Thursday, June 13, 2024

Several bills receive Louisiana lawmaker approval, permitless conceal carry not one of them

by BIZ Magazine

By Jenna Bridges, LSU Manship School News Service

BATON ROUGE— A bill to allow permitless concealed carry of firearms was withdrawn by a Republican lawmaker Tuesday, meaning that his efforts to push it are over this year.

House Bill 131, authored by Rep. Danny McCormick, R-Oil City, would have allowed Louisiana residents 21 and older to carry concealed firearms without a permit. Under the bill, they would not have been required to undergo any in-person or online training.

While McCormick’s bill did not make it through, several other bills received final legislative passage as lawmakers rush to finish before the session ends on Thursday.

The House agreed Tuesday to Senate amendments to House bills on limiting gender-affirming care, pronoun use in schools and classroom discussion of gender and sexuality.

All three passed with more than two-thirds support, suggesting that they could withstand a veto by Gov. John Bel Edwards, a Democrat.

McCormick elected to voluntarily defer his permitless concealed carry bill after amendments were proposed by members of the Senate Revenue and Fiscal Affairs Committee.

Sen. Gary L. Smith, D-Norco, proposed an amendment that would have required individuals engaging in permitless concealed carry to present identification to police officers when prompted.
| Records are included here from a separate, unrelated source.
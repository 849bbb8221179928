//! Route table.
//!
//! Routes are registered once, each handler wrapped in its route's
//! instrumentation layer, before the server starts accepting.
//!
//! # Layers (outermost first)
//! ```text
//! request instrumentation → TraceLayer → body read timeout
//!     → response timeout (408) → CatchPanicLayer (500) → route
//! ```

use axum::routing::{get, MethodRouter};
use axum::Router;
use rand::Rng;
use tower_http::catch_panic::CatchPanicLayer;
use tower_http::timeout::{RequestBodyTimeoutLayer, TimeoutLayer};
use tower_http::trace::TraceLayer;

use crate::config::TimeoutConfig;
use crate::http::instrument::HttpInstrumentation;

pub const ROLL_DICE: &str = "/rolldice";

/// Builder for the service's router.
pub struct RouteTable {
    router: Router,
    instrumentation: HttpInstrumentation,
    timeouts: TimeoutConfig,
}

impl RouteTable {
    pub fn new(instrumentation: &HttpInstrumentation, timeouts: &TimeoutConfig) -> Self {
        Self {
            router: Router::new(),
            instrumentation: instrumentation.clone(),
            timeouts: timeouts.clone(),
        }
    }

    /// Register `handler` under `pattern`.
    pub fn handle(mut self, pattern: &'static str, handler: MethodRouter) -> Self {
        let handler = handler.layer(self.instrumentation.route(pattern));
        self.router = self.router.route(pattern, handler);
        self
    }

    /// Finish the table, wrapping it in timeouts and request instrumentation.
    ///
    /// Panics and timeouts are turned into responses inside the
    /// instrumentation, so they are recorded with their status like any
    /// other response.
    #[allow(deprecated)]
    pub fn build(self) -> Router {
        self.router
            .layer(CatchPanicLayer::new())
            .layer(TimeoutLayer::new(self.timeouts.write()))
            .layer(RequestBodyTimeoutLayer::new(self.timeouts.read()))
            .layer(TraceLayer::new_for_http())
            .layer(self.instrumentation.layer())
    }
}

/// The service's router.
pub fn router(instrumentation: &HttpInstrumentation, timeouts: &TimeoutConfig) -> Router {
    RouteTable::new(instrumentation, timeouts)
        .handle(ROLL_DICE, get(roll_dice))
        .build()
}

async fn roll_dice() -> String {
    let roll: u8 = rand::thread_rng().gen_range(1..=6);
    tracing::info!(roll, "Rolled dice");
    roll.to_string()
}
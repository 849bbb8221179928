//! The process run context.

use tokio_util::sync::CancellationToken;

/// Token meaning "the process is still expected to run".
///
/// Every long-running task holds a clone and checks it to decide whether to
/// continue. Stopping is idempotent and permanent: once stopped, every later
/// check observes the stop, including checks from clones made afterwards.
#[derive(Debug, Clone, Default)]
pub struct RunContext {
    token: CancellationToken,
}

impl RunContext {
    /// Create a fresh, running context.
    pub fn new() -> Self {
        Self::default()
    }

    /// Stop the context. Safe to call concurrently and more than once.
    pub fn stop(&self) {
        self.token.cancel();
    }

    /// Whether the context has been stopped.
    pub fn is_stopped(&self) -> bool {
        self.token.is_cancelled()
    }

    /// Wait until the context is stopped.
    ///
    /// Resolves immediately if it already is.
    pub async fn stopped(&self) {
        self.token.cancelled().await
    }
}

#[cfg(test)]
mod tests {
    use super::*;
    use std::time::Duration;

    #[test]
    fn stop_is_idempotent() {
        let ctx = RunContext::new();
        assert!(!ctx.is_stopped());

        ctx.stop();
        ctx.stop();
        assert!(ctx.is_stopped());
    }

    #[test]
    fn clones_share_the_stop() {
        let ctx = RunContext::new();
        let early = ctx.clone();
        ctx.stop();

        let late = ctx.clone();
        assert!(early.is_stopped());
        assert!(late.is_stopped());
    }

    #[tokio::test]
    async fn stopped_resolves_for_waiters() {
        let ctx = RunContext::new();
        let waiter = {
            let ctx = ctx.clone();
            tokio::spawn(async move { ctx.stopped().await })
        };

        ctx.stop();
        tokio::time::timeout(Duration::from_secs(1), waiter)
            .await
            .expect("waiter should observe the stop")
            .unwrap();

        // Level-triggered: waiting after the fact returns at once.
        tokio::time::timeout(Duration::from_millis(10), ctx.stopped())
            .await
            .unwrap();
    }
}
Sen. W. Jay Luneau, R-Alexandria, proposed amendments that would have added in required training for obtaining a permit for concealed carry. Luneau’s amendments also would have required the existing safety course for concealed carry permits to be extended to 4 ½ hours from two hours and 15 minutes.
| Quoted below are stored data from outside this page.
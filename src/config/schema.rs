//! Configuration schema definitions.
//!
//! This module defines the complete configuration structure for the service.
//! All types derive Serde traits for deserialization from config files.

use std::time::Duration;

use serde::{Deserialize, Serialize};

/// Root configuration for the dice service.
#[derive(Debug, Clone, Deserialize, Serialize, Default)]
#[serde(default)]
pub struct ServiceConfig {
    /// Listener configuration (bind address, connection limit).
    pub listener: ListenerConfig,

    /// Read/write timeouts and the drain period.
    pub timeouts: TimeoutConfig,

    /// Telemetry pipelines and their exporters.
    pub telemetry: TelemetryConfig,

    /// Local log output.
    pub logging: LoggingConfig,
}

/// Listener configuration.
#[derive(Debug, Clone, Deserialize, Serialize)]
#[serde(default)]
pub struct ListenerConfig {
    /// Bind address (e.g., "127.0.0.1:8080").
    pub bind_address: String,

    /// Maximum concurrent connections (backpressure).
    pub max_connections: usize,
}

impl Default for ListenerConfig {
    fn default() -> Self {
        Self {
            bind_address: "127.0.0.1:8080".to_string(),
            max_connections: 10_000,
        }
    }
}

/// Timeout configuration for the HTTP server.
#[derive(Debug, Clone, Deserialize, Serialize)]
#[serde(default)]
pub struct TimeoutConfig {
    /// Time allowed for a client to deliver request headers, in seconds.
    pub read_secs: u64,

    /// Time allowed to produce a response, in seconds.
    pub write_secs: u64,

    /// Time in-flight requests get to finish once shutdown starts, in seconds.
    pub drain_secs: u64,
}

impl TimeoutConfig {
    pub fn read(&self) -> Duration {
        Duration::from_secs(self.read_secs)
    }

    pub fn write(&self) -> Duration {
        Duration::from_secs(self.write_secs)
    }

    pub fn drain(&self) -> Duration {
        Duration::from_secs(self.drain_secs)
    }
}

impl Default for TimeoutConfig {
    fn default() -> Self {
        Self {
            read_secs: 1,
            write_secs: 10,
            drain_secs: 10,
        }
    }
}

/// Which exporters the telemetry pipelines write to.
#[derive(Debug, Clone, Copy, PartialEq, Eq, Deserialize, Serialize)]
#[serde(rename_all = "lowercase")]
pub enum ExporterKind {
    /// Print to stdout (development).
    Stdout,
    /// OTLP over HTTP; endpoint from `OTEL_EXPORTER_OTLP_*` variables.
    Otlp,
}

/// Telemetry configuration.
#[derive(Debug, Clone, Deserialize, Serialize)]
#[serde(default)]
pub struct TelemetryConfig {
    /// `service.name` resource attribute.
    pub service_name: String,

    /// Exporter backend for all three pipelines.
    pub exporter: ExporterKind,

    /// Metric export interval in seconds.
    pub metric_interval_secs: u64,

    /// Additionally print metrics to stdout.
    pub print_metrics: bool,
}

impl TelemetryConfig {
    pub fn metric_interval(&self) -> Duration {
        Duration::from_secs(self.metric_interval_secs)
    }
}

impl Default for TelemetryConfig {
    fn default() -> Self {
        Self {
            service_name: "dice".to_string(),
            exporter: ExporterKind::Stdout,
            metric_interval_secs: 3,
            print_metrics: false,
        }
    }
}

/// Log line format.
#[derive(Debug, Clone, Copy, PartialEq, Eq, Deserialize, Serialize)]
#[serde(rename_all = "lowercase")]
pub enum LogFormat {
    Pretty,
    Json,
}

/// Logging configuration.
#[derive(Debug, Clone, Deserialize, Serialize)]
#[serde(default)]
pub struct LoggingConfig {
    /// Default filter when `RUST_LOG` is unset (e.g. "info", "dice_server=debug").
    pub level: String,

    /// Output format.
    pub format: LogFormat,
}

impl Default for LoggingConfig {
    fn default() -> Self {
        Self {
            level: "dice_server=info,tower_http=info".to_string(),
            format: LogFormat::Pretty,
        }
    }
}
Before the amendments could be voted on, McCormick decided to defer his bill.

The committee also heard House Bill 179, which would prohibit the sale of vapes and electronic cigarettes with flavors such as candy, vanilla, cocoa or wintergreen.

The committee approved the bill unanimously. Rep. William “Bill” Wheat, Jr., R-Ponchatoula, said his bill would prevent vape companies from targeting minors with fruity flavored tobacco products.

“It’s simply asking to take the characterizing flavors out of those products,” Wheat said. While some who testified against the bill believed that it would not do enough to prevent the sale of tobacco products that target young people, Wheat believes this is a step in the right direction.

Among the bills that received final legislative passage on Tuesday was one, House Bill 182, that would prohibit COVID-19 vaccination from being required for attendance at any public or nonpublic school or college. The House gave final approval in a 76-23 vote.

Republican Rep. Clay Schexnayder’s House Bill 562, which would allow for another six years of tax breaks for motion picture production in the state, passed the House 73-21.

In the Senate, a bill that would partially reinstate the sales tax holiday for hunting supplies, authored by Sen. Stewart Cathey, Jr., R-Monroe, passed in a 35-3 vote.

The bills related to gender were among the most controversial during the session.

Republican Rep. Michael “Gabe” Firment’s bill, House Bill 648, that would prohibit healthcare professionals from administering gender-affirming care, such as hormone therapy or surgery, to anyone under 18 passed the House 75-25. 

House Bill 466, authored by Rep. Dodie Horton, R-Haughton, also passed the House with a 74-25 vote. Horton’s bill, modeled after Florida’s controversial “Don’t Say Gay” law, would prohibit teachers and public-school employees from discussing gender and sexuality beyond what is outlined in state curricula.

Rep. Raymond J. Crews, R-Bossier City, authored House Bill 81, which would restrict a student’s ability to be referred to by gender affirming pronouns or by a different name by teachers and public-school employees.

Crews’ bill also passed the House with a wide margin of 73-28.